Sabtu, 16 November 2013

dialog konseling (TEKLAB)



DIALOG KONSELING (kartu dialog mata kuliah Teknik Labor Konseling)
Ki  : (Mengetuk pintu, tok...tok...tok...) Assalamu’alaikum.....
Ko : Wa’alaikumsalam... (membuka pintu dan menjabat tangan klien) silahkan
masuk.
Ki  : Terima kasih bu (masuk)    
Ko : Sebelumnya, ananda mau duduk disini atau disitu?
Ki  : Disini saja bu.
Ko : Ya, silahkan....!           (Penerimaan Klien)
Baiklah ananda bagaimana kabarnya sekarang?
Ki  : Sehat bu…
Ko : Ok Alhamdulillah ya.... nah agar lebih akrab, alangkah lebih baik kita
berkenalan terlebih dahulu. Nama ibu Rahmiati, panggil saja ibu Rahmi. Ananda sendiri?
Ki  : Nama saya Na bu.
Ko : Na lebih suka ibu panggil apa?
Ki  : Na aja bu…
Ko : Baiklah Na, apakah Na pernah konseling sebelumnya?
Ki  : Belum bu
Ko : Nah sejauh ini, apa yang Na ketahui tentang konseling?
Ki  : Tidak tahu bu…

Ko : OK, ibu akan menjelaskannya. Konseling itu merupakan dimana terjadi
hubungan tatap muka, antara konselor dan klien. Ibu sendiri adalah sebagai konselor, dan Na sebagai klien. Tujuan diadakannya konseling ini adalah agar bisa mengurangi dan mengatasi apa yang menjadi beban fikiran Na. Dalam konseling ini ibu sangat berharap agar Na mengungkapkan atau menceritakan apa yang Na alami, Na rasakan, atau yang menjadi beban fikiran Na tanpa ada rasa terpaksa dan tanpa ada yang disembunyikan atau ditutup-tutupi. Setelah konseling ini selesai, ibu sangat berharap Na mau mengaplikasikan apa yang Na peroleh dari konseling kita ini. Bagaimana?

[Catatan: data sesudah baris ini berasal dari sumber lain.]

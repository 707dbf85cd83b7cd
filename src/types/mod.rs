//! Types module
//!
//! Contains core data structures used throughout the application.
//! This module organizes types into logical submodules:
//! - `account`: identifiers, amounts and balance rows
//! - `transaction`: teller operations
//! - `error`: teller outcomes and ledger errors

pub mod account;
pub mod error;
pub mod transaction;

pub use account::{AccountAmount, AccountBalance, AccountNumber, BranchBalance, BranchId};
pub use error::{LedgerError, TellerError};
pub use transaction::{OperationKind, TellerOperation};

Ada pertanyaan Na?       (Penstrukturan)
Ki  : Ya bu, apakah semua yang saya ceritakan kepada ibu akan dirahasiakan?
Ko : Ya Na, semua yang Na ungkapkan kepada ibu akan ibu rahasiakan, dan tidak akan ibu ceritakan kepada orang lain tanpa seizin dari Na sendiri, bagaimana Na?
Ki  : Oh begitu, Ya bu
Ko : Sekarang bisakah kita memulai konselingnya?
Ki  : Bisa bu.
Ko : Ok, apa yang bisa kita bicarakan siang ini Na?
Ki  : Begini bu, saat ini saya merasa… sangat galau sekali bu.

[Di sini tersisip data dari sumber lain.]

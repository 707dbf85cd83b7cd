//! Consistent ledger snapshots and balance validation
//!
//! [`Bank::snapshot`] locks every account cell and then every branch cell in
//! the global lock order, reads them all, and releases them. Because it climbs
//! the same order as the teller operations it can run while tellers are busy;
//! the balances it reports form a quiescent cut of the ledger.

use crate::core::bank::Bank;
use crate::core::locking::{LockKey, LockRequest};
use crate::core::traits::AccountRegistry;
use crate::types::{AccountAmount, AccountBalance, BranchBalance, LedgerError};
use std::collections::BTreeMap;
use tracing::debug;

/// Every account and branch balance at one consistent point in time
#[derive(Debug, Clone, PartialEq, Eq)]
pub struct LedgerSnapshot {
    /// Account balances in ascending account order
    pub accounts: Vec<AccountBalance>,
    /// Branch balances in ascending branch order
    pub branches: Vec<BranchBalance>,
}

impl LedgerSnapshot {
    /// Sum of all account balances
    ///
    /// # Errors
    ///
    /// `BalanceOverflow` if the sum does not fit in [`AccountAmount`].
    pub fn total(&self) -> Result<AccountAmount, LedgerError> {
        self.accounts
            .iter()
            .try_fold(0, |sum: AccountAmount, row| sum.checked_add(row.balance))
            .ok_or_else(|| LedgerError::balance_overflow("bank total"))
    }

    /// Check that no account is negative and that every branch balance equals
    /// the sum of its accounts
    ///
    /// # Errors
    ///
    /// The first violation found, as `NegativeBalance`, `BalanceOverflow`
    /// (the accounts of a branch sum past [`AccountAmount`]) or
    /// `BranchMismatch`.
    pub fn verify(&self) -> Result<(), LedgerError> {
        let mut expected: BTreeMap<_, AccountAmount> = BTreeMap::new();

        for row in &self.accounts {
            if row.balance < 0 {
                return Err(LedgerError::NegativeBalance {
                    account: row.account,
                    balance: row.balance,
                });
            }
            let branch = row.account.branch();
            let sum = expected.entry(branch).or_default();
            *sum = sum
                .checked_add(row.balance)
                .ok_or_else(|| LedgerError::balance_overflow(format!("branch {branch}")))?;
        }

        for row in &self.branches {
            let sum = expected.remove(&row.branch).unwrap_or_default();
            if sum != row.balance {
                return Err(LedgerError::BranchMismatch {
                    branch: row.branch,
                    recorded: row.balance,
                    expected: sum,
                });
            }
        }

        Ok(())
    }
}

impl<R: AccountRegistry> Bank<R> {
    /// Take a consistent snapshot of every balance
    ///
    /// Blocks until every lock in the bank is held at once.
    pub fn snapshot(&self) -> LedgerSnapshot {
        let request = self
            .registry()
            .accounts()
            .fold(
                LockRequest::with_capacity(self.num_accounts() + self.num_branches()),
                LockRequest::account,
            );
        let locks = self.branches().iter().fold(request, LockRequest::branch).acquire();

        let mut snapshot = LedgerSnapshot {
            accounts: Vec::with_capacity(self.num_accounts()),
            branches: Vec::with_capacity(self.num_branches()),
        };

        for key in locks.keys() {
            let balance = locks.balance(key);
            match key {
                LockKey::Account(account) => {
                    snapshot.accounts.push(AccountBalance { account, balance })
                }
                LockKey::Branch(branch) => {
                    snapshot.branches.push(BranchBalance { branch, balance })
                }
            }
        }

        debug!(
            accounts = snapshot.accounts.len(),
            branches = snapshot.branches.len(),
            "snapshot taken"
        );
        snapshot
    }
}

Ko : Apa yang terjadi Na?          (PT)
Ki : Saya punya mantan kekasih bu, dimana umurnya sudah terpaut jauh dari saya. Mantan kekasih saya itu sekarang sudah punya istri bu, tapi pernikahannya terjadi bukan atas keinginannya sendiri. Melainkan karena perjodohan yang dilakukan oleh orang tuanya.
Ko : Lalu apa yang mengganggu fikiran Na?    (PT)
Ki  : Dia menyatakan kalau dia masih sayang sama saya bu, dan Na sebenarnya juga masih sayang sama dia. Tapi Na sudah berusaha untuk melupakannya, namun sampai sekarang Na masih terganggu dengan perlakuannya itu loh bu?
Ko : Apa Na menanggapi pernyataannya tersebut?   (PT)
Ki : Iya bu, dia kan masih suka sms atau telfon Na. Ya seperti tidak ada kejadian apapun, padahal dia sudah mempunyai istri. Dia masih sering menanyakan tentang kabar Na, terus dia kadang sms “sudah makan atau belum” dan masih banyak lagi yang lainnya bu.
Ko : Apa Na nyaman dengan kondisi seperti ini?
Ki : Tidak bu, malahan Na sangat merasa takut dengan keadaan ini . Na khawatir, kalau ada orang lain yang tahu kalau dia masih sering sms dan telfon Na. Bisa-bisa masalah besar akan timbul dengan kejadian seperti ini.
Ko : Sekarang Na inginnya seperti apa? (PT)
Ki  : Na sekarangkan masih kuliah bu, jadi masa depan Na itu masih panjang. Na ingin dia tidak mengganggu Na lagi. Na ingin hidup tenang dan Na juga ingin membuka hati lagi untuk orang lain selain dia. Dan yang paling penting Na ingin melupakannya bu.
Ko  : Nah, sampai sekarang apa yang Na lakukan untuk mewujudkan itu semua?
Ki  : Kalau misalnya dia sms Na, Na coba untuk tidak membalas sms nya. Kalau dia menelfon Na, Na cuekin saja bu. Intinya Na tidak merespon sms dan telfonnya bu.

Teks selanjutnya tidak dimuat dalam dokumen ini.